Ask HN: What should one do if they’re put on a performance improvement plan? - The_Workplace
======
patio11
Begin looking for work. Thomas has articulated this well on HN in several
places, including here:

[https://news.ycombinator.com/item?id=14705531](https://news.ycombinator.com/item?id=14705531)

------
CyberFonic
It is hard to remain cool headed and rational about it. But at least try, or
get a third person to give you some candid feedback.

If the PIP is merely a form of being soft-fired, then give it a token effort
and seriously look for a new job.

If there really is room for improvement on your part in some specific area,
then why not work to the program and see if you can make an improvement? I
would still start looking for new work as a plan B.

------
gboone
If you want to keep the job, follow the plan.

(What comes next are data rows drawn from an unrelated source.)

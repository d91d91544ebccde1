//! Command line surface of the Forge CLI.

mod commands;
pub mod logging;

use std::path::PathBuf;

use clap::Parser;
pub use commands::run;
pub use logging::init_global_subscriber;

/// Top-level arguments.
#[derive(Parser)]
#[command(author, version, about, long_about = None)]
pub struct Args {
    /// Change the current working directory
    ///
    /// If specified, changes the current working directory to the given
    /// path before executing any commands. Relative input paths and the
    /// `.forge.toml` lookup are resolved against it.
    #[arg(short = 'C', value_name = "DIR", global = true, value_parser = validate_path)]
    working_directory: Option<PathBuf>,

    /// Logging options.
    #[command(flatten)]
    pub log: LogArgs,

    #[command(subcommand)]
    command: commands::Commands,
}

/// Flags controlling log output.
#[derive(Parser, Clone, Copy, Debug)]
#[command(next_help_heading = "Log Options")]
pub struct LogArgs {
    /// Set the level of verbosity
    ///
    /// This flag can be used multiple times to increase verbosity:
    /// 1. -v    for DEBUG level, which logs the source each field was resolved from
    /// 2. -vv   for TRACE level
    ///
    /// If not specified, defaults to INFO level.
    ///
    /// Alternatively, set the `RUST_LOG` environment variable (e.g., `RUST_LOG=info`), which takes
    /// precedence over this flag.
    ///
    /// **Note**: This flag is silently ignored when `--quiet` is also set.
    #[arg(
        short,
        long,
        action = clap::ArgAction::Count,
        global = true,
        help = "Increase logging verbosity",
    )]
    verbosity: u8,

    /// Suppress verbosity (*takes precedent*)
    ///
    /// This flag can be used multiple times to decrease verbosity:
    /// 1. -q    for WARN level
    /// 2. -qq   for ERROR level
    ///
    /// This flag *overrides* any verbosity settings. It takes precedence over both the
    /// `--verbosity` flag and the `RUST_LOG` environment variable.
    #[arg(
        short,
        long,
        action = clap::ArgAction::Count,
        global = true,
    )]
    quiet: u8,
}

fn validate_path(path: &str) -> Result<PathBuf, std::io::Error> {
    std::fs::canonicalize(path)
}

/// Collect the process arguments, switching to the `-C` directory before clap sees them.
///
/// The directory is canonicalized against the starting directory and handed on to clap in
/// that absolute form, so validating it again after the switch finds the same path.
pub fn change_directory() -> Vec<String> {
    let (args, directory) = absolute_directory_args(std::env::args());
    if let Some(directory) = directory {
        std::env::set_current_dir(directory).ok();
    }
    args
}

fn absolute_directory_args(args: impl IntoIterator<Item = String>) -> (Vec<String>, Option<PathBuf>) {
    let mut pending = false;
    let mut directory = None;
    let args = args
        .into_iter()
        .map(|arg| {
            if !std::mem::take(&mut pending) {
                pending = arg == "-C";
                return arg;
            }
            match std::fs::canonicalize(&arg) {
                Ok(path) => {
                    let absolute = path.to_string_lossy().into_owned();
                    directory = Some(path);
                    absolute
                },
                Err(_) => arg,
            }
        })
        .collect();
    (args, directory)
}

#[cfg(test)]
mod tests {
    use super::*;

    #[test]
    fn relative_directory_is_made_absolute() -> anyhow::Result<()> {
        // tests run from the package root, which holds `src`
        let args = ["forge", "-C", "src", "validate"].map(String::from);
        let (args, directory) = absolute_directory_args(args);

        let expected = std::fs::canonicalize("src")?;
        assert!(expected.is_absolute());
        assert_eq!(directory.as_deref(), Some(expected.as_path()));
        assert_eq!(args[2], expected.to_string_lossy());
        assert_eq!(validate_path(&args[2])?, expected);
        assert_eq!(args[3], "validate");
        Ok(())
    }

    #[test]
    fn missing_directory_is_left_for_clap() {
        let args = ["forge", "-C", "does/not/exist"].map(String::from);
        let (args, directory) = absolute_directory_args(args);
        assert_eq!(directory, None);
        assert_eq!(args[2], "does/not/exist");
    }
}
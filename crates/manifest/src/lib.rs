//! # Manifest Crate
//!
//! The `manifest` crate produces a package's default locale manifest by reconciling three
//! competing sources of truth: values entered in the current session, the previously
//! published version of the same manifest, and values detected from the package's
//! source-hosting platform.
//!
//! ## Key Concepts
//!
//! **Precedence** decides, field by field, which source wins. The session comes first, then
//! the previous snapshot, then detection, then a field default. A handful of fields refine
//! that order; see [`resolve`].
//!
//! **Detection** is lazy and best effort. Every detectable field is an independent,
//! at-most-once probe whose failure is indistinguishable from "nothing found".
//!
//! **Validation** happens before a value enters the session, against length boundaries
//! declared by the manifest schema. Values taken from the previous snapshot or from detection
//! are trusted as already valid.
//!
//! ## Architecture
//!
//! - [`id`] - Validated package identifier, version and locale.
//! - [`session`] - The values supplied during the current run.
//! - [`previous`] - The previously published snapshot and installer switch fallback.
//! - [`detect`] - Lazily resolved, cached detection over a pluggable [`Probe`].
//! - [`validate`] - Schema-boundary validation of candidate input.
//! - [`resolve`] - The precedence engine.
//! - [`record`] - The produced and consumed manifest records.
//!
//! ## Basic Usage
//!
//! ```rust,no_run
//! use manifest::detect::{DetectedField, Detector, StaticProbe};
//! use manifest::previous::PreviousManifest;
//! use manifest::record::Identity;
//! use manifest::resolve::Resolver;
//! use manifest::session::Session;
//!
//! # async fn run() -> Result<(), Box<dyn std::error::Error>> {
//! let identity = Identity {
//!     identifier: "Foo.Bar".parse()?,
//!     version: "1.0.0".parse()?,
//!     locale: "en-US".parse()?,
//! };
//! let mut session = Session::new(identity);
//! session.publisher = Some("Foo".into());
//! session.package_name = Some("Bar".into());
//!
//! let previous = PreviousManifest::none();
//! let detector = Detector::new(StaticProbe::default().with(DetectedField::License, "MIT"));
//!
//! let record = Resolver::new(&session, &previous, Some(&detector))
//!     .resolve_all()
//!     .await?;
//! assert_eq!(record.license, "MIT");
//! # Ok(())
//! # }
//! ```

#![deny(missing_docs)]

pub use self::detect::{Detector, Probe};
pub use self::record::DefaultLocaleManifest;
pub use self::previous::PreviousManifest;
pub use self::resolve::Resolver;
pub use self::session::Session;
pub use self::validate::{Boundaries, FieldCategory, ValidationError};

pub mod detect;
pub mod id;
pub mod log;
pub mod previous;
pub mod record;
pub mod resolve;
pub mod session;
pub mod validate;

I had a client who was put on a plan and they hoped he would quit. He was
irked but he stayed. The manager eventually quit.

------
sethammons
It really depends on the manager and the org. I've seen two or three folks put
on a pip, strive to do better, and stay, becoming great contributors. I've
also seen cases where they were set up to fail and the pip was just a cya for
the org to justify the firing. It usually leans towards a firing or a
"managing out."

------
xkcd-sucks
Document and record anythi that could be relevant to future lawsuits. Warm up
your old contacts. You _will_ be fired. Don't get stressed.

------
downrightmike
Save some more money if you see it coming like this.